WHAT IS REQUIRED -
Report every line below that carries the word "migrated".

[Opening MATERIAL SHOWN section]

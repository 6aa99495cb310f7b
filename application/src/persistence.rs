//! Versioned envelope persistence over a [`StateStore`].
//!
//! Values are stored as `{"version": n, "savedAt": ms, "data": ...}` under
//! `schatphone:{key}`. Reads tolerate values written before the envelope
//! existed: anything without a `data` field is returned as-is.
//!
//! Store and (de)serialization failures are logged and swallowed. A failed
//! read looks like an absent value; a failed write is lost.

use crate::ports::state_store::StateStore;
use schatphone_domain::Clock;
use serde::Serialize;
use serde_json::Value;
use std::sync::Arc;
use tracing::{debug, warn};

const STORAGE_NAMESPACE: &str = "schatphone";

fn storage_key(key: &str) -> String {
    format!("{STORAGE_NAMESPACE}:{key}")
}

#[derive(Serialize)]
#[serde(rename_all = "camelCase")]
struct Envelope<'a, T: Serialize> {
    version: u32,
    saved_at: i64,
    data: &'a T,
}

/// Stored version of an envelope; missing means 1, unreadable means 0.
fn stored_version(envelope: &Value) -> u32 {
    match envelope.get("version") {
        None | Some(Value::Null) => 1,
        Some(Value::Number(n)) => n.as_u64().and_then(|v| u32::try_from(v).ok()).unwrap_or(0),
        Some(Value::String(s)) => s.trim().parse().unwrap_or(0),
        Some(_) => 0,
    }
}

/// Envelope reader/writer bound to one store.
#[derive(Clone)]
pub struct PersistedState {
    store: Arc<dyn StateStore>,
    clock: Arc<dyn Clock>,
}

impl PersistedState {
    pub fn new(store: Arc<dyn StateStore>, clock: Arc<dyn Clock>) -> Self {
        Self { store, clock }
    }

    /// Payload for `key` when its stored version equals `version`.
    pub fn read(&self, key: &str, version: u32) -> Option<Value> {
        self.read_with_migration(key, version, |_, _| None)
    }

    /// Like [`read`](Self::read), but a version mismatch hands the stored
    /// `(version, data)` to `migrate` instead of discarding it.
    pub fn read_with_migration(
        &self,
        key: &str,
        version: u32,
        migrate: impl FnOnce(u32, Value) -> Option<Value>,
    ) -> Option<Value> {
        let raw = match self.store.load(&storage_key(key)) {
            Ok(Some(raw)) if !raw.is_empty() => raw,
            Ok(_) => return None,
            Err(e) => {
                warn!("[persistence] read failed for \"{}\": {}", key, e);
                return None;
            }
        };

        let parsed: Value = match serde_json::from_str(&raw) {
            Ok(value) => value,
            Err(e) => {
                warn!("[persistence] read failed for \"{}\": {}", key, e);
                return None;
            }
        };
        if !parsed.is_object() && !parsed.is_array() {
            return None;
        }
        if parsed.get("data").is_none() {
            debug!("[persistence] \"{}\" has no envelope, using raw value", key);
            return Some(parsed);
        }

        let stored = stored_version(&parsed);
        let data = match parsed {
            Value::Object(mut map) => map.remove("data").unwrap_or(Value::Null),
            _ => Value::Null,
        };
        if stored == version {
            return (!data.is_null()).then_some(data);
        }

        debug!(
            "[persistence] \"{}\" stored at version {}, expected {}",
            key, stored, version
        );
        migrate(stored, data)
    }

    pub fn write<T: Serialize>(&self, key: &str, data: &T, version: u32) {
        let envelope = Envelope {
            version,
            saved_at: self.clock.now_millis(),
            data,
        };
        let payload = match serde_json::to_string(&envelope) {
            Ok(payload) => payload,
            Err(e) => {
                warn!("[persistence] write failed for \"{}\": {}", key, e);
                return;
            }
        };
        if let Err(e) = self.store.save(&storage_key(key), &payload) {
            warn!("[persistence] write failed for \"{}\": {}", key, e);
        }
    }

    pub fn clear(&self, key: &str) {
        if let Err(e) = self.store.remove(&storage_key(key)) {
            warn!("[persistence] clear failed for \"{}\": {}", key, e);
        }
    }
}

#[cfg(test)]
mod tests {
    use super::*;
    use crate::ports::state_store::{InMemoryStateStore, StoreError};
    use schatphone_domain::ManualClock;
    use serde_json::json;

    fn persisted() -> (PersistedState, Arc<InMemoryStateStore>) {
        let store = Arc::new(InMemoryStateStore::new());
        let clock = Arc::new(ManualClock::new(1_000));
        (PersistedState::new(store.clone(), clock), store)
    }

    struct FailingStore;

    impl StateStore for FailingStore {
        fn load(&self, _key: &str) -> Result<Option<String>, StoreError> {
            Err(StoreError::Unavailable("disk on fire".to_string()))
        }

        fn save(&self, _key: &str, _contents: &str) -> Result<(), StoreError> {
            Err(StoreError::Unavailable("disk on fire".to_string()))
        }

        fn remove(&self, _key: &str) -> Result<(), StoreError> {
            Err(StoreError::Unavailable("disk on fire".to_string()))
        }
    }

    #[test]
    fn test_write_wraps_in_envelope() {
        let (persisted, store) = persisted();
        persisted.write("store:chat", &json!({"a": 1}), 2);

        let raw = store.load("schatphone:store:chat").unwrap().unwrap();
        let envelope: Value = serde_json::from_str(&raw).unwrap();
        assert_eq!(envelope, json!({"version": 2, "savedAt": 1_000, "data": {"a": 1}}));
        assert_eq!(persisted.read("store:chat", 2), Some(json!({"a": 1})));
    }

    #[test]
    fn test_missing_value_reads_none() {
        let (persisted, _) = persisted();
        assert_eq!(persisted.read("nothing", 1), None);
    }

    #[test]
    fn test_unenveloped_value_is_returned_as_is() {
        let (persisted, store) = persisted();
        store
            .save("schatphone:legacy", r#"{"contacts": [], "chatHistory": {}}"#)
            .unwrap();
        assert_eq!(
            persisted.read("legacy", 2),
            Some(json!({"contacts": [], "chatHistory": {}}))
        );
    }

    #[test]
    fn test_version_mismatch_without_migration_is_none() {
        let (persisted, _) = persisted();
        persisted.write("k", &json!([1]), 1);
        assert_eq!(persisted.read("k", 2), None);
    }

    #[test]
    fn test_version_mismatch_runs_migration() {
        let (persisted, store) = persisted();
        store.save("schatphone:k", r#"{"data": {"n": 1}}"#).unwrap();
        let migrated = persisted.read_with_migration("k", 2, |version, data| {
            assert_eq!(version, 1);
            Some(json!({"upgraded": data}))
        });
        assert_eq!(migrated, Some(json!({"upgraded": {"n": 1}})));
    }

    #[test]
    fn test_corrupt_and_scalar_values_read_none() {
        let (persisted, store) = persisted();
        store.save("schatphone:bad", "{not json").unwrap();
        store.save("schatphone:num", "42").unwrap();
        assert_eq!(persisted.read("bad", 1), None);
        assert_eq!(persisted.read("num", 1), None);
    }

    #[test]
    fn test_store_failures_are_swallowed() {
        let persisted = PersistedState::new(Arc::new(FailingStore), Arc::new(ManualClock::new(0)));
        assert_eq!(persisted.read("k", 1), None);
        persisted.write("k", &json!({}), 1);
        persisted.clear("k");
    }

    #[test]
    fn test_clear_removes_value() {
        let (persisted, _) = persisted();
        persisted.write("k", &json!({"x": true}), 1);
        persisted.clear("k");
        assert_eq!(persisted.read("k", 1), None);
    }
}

[Closing MATERIAL SHOWN section]

REPLY TO THE EXERCISE -
        let migrated = persisted.read_with_migration("k", 2, |version, data| {
        assert_eq!(migrated, Some(json!({"upgraded": {"n": 1}})));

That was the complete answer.